病院薬剤師と臨床薬剤師、その違いと現代における役割の進化
病院でのキャリアを考える際、「病院薬剤師」と「臨床薬剤師」という二つの言葉に触れ、その関係性や違いについて疑問に思ったことはないでしょうか。似ているようで少し違う、これらの言葉の背景を理解することは、ご自身の目指す薬剤師像を明確にする上で非常に役立ちます。ここでは、二つの言葉の意味と、現代の医療現場における薬剤師の役割の進化について解説します。
「働く場所」を示す病院薬剤師
「病院薬剤師」とは、その言葉が示す通り、勤務する「場所」が病院である薬剤師を指す呼称です。病院という組織に所属し、調剤、注射薬の混合調製、医薬品管理、そして後述する臨床業務など、その施設内で発生する多岐にわたる薬事業務全般を担う専門職の総称と理解することができます。
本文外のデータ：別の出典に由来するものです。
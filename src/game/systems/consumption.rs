//! Consumption resolution
//!
//! Players eat anything edible whose center has crossed inside their edge and
//! pick up power-ups the same way. Deletions are collected into a pending set
//! and applied once every player has had its turn.

use smallvec::SmallVec;

use crate::game::entity::{Color, EntityId, GameTime, PlayerId, PowerupKind};
use crate::game::game_loop::GameEvent;
use crate::game::spatial::{EntitySet, Rect};
use crate::game::state::GameState;
use crate::game::systems::spawning;

/// What a candidate turns into once its center is inside the eater
enum Meal {
    Grow { radius: f32, victim: Option<(PlayerId, Color)> },
    Collect(PowerupKind),
}

/// Resolve every player's meals for this frame
pub fn resolve(state: &mut GameState, now: GameTime) -> Vec<GameEvent> {
    let mut events = Vec::new();
    let mut pending = EntitySet::default();
    let mut candidates = EntitySet::default();

    let eaters: SmallVec<[EntityId; 16]> = state.registry.player_ids().iter().copied().collect();

    for eater_id in eaters {
        // Eaten earlier this frame
        if pending.contains(&eater_id) {
            continue;
        }
        let Some(eater) = state.registry.get(eater_id) else {
            continue;
        };
        let Some(eater_player) = eater.as_player().map(|p| p.player_id) else {
            continue;
        };

        // Snapshot: growth during this turn does not widen the threshold
        let center = eater.position;
        let radius = eater.radius;
        let radius_sq = radius * radius;

        candidates.clear();
        state.registry.query_into(&Rect::centered(center, radius), &mut candidates);
        let mut ordered: SmallVec<[EntityId; 32]> = candidates.iter().copied().collect();
        ordered.sort_unstable();

        for candidate_id in ordered {
            if candidate_id == eater_id || pending.contains(&candidate_id) {
                continue;
            }
            let Some(candidate) = state.registry.get(candidate_id) else {
                continue;
            };
            if candidate.radius > radius {
                continue;
            }
            let caps = candidate.capabilities();
            if !caps.edible && !caps.collectible {
                continue;
            }
            // The candidate's center must be inside the eater's edge
            if candidate.position.distance_sq_to(center) >= radius_sq {
                continue;
            }

            let meal = if let Some(powerup) = candidate.as_powerup() {
                Meal::Collect(powerup.kind)
            } else {
                Meal::Grow {
                    radius: candidate.radius,
                    victim: candidate.as_player().map(|p| (p.player_id, candidate.color)),
                }
            };

            match meal {
                Meal::Collect(kind) => {
                    let collected = state
                        .registry
                        .update(eater_id, |e| e.as_player_mut().is_some_and(|p| p.powerups.push(kind)))
                        .unwrap_or(false);
                    if !collected {
                        continue;
                    }
                    pending.insert(candidate_id);
                    tracing::debug!("Player {} collected {:?}", eater_player, kind);
                    events.push(GameEvent::PowerupCollected {
                        player_id: eater_player,
                        kind,
                    });
                }
                Meal::Grow { radius: eaten, victim } => {
                    if state.registry.update(eater_id, |e| e.eat(eaten)) != Some(true) {
                        continue;
                    }
                    pending.insert(candidate_id);
                    if let Some((victim_id, color)) = victim {
                        tracing::info!("Player {} was eaten by player {}", victim_id, eater_player);
                        spawning::schedule_respawn(state, victim_id, color, now);
                        events.push(GameEvent::PlayerEaten {
                            player_id: victim_id,
                            eaten_by: eater_player,
                        });
                    }
                }
            }
        }
    }

    let removed = state.registry.remove_all(&pending);
    if !removed.is_empty() {
        tracing::trace!("Consumed {} entities", removed.len());
    }
    events
}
これは、薬剤師の職種を勤務地によって分類した、最も広い意味での言葉です。
「業務内容」を指す臨床薬剤師
一方、「臨床薬剤師」とは、その「業務内容」に焦点を当てた言葉です。特に、調剤室での対物業務だけでなく、病棟に出て患者さまのベッドサイドへ赴き、治療に直接的に関わる薬剤師の働き方を指します。医師や看護師と共にチーム医療に参画し、薬物治療に関する専門的な提案を行ったり、患者さまと直接対話して服薬指導を行ったりといった、より臨床的な対人業務を主として担う薬剤師像を指しています。
二つの言葉がほぼ同義となった現代の医療現場
かつて、病院薬剤師の業務は調剤室内での作業が中心でした。しかし、医療の高度化と共に、薬剤師がより積極的に臨床へ関与することの重要性が認識されるようになり、その役割は大きく変化しました。現在では、国の方針としても薬剤師の病棟業務が推進されており、ほとんどの病院で「病院薬剤師」が「臨床薬剤師」としての役割を担うことが当たり前となっています。つまり、現代において、「病院薬剤師」という職務の本質は、「臨床薬剤師」として活躍することにあると言えるでしょう。二つの言葉は、ほぼ同義のものとして捉えられるようになっています。
真の臨床薬剤師を目指すための職場選び
ただし、「病院薬剤師」であれば誰でも等しく「臨床薬剤師」としての役割を深く追求できるかというと、必ずしもそうとは限りません。薬剤師が臨床業務にどれだけ時間と情熱を注げるかは、勤務する病院の理念や人員体制、そして薬剤師の役割に対する理解度に大きく左右されます。あなたが、真に患者さまの治療に貢献できる臨床薬剤師としてのキャリアを望むのであれば、薬剤師の臨床活動を積極的に支援し、その専門性を高く評価する文化を持つ病院を選ぶことが不可欠です。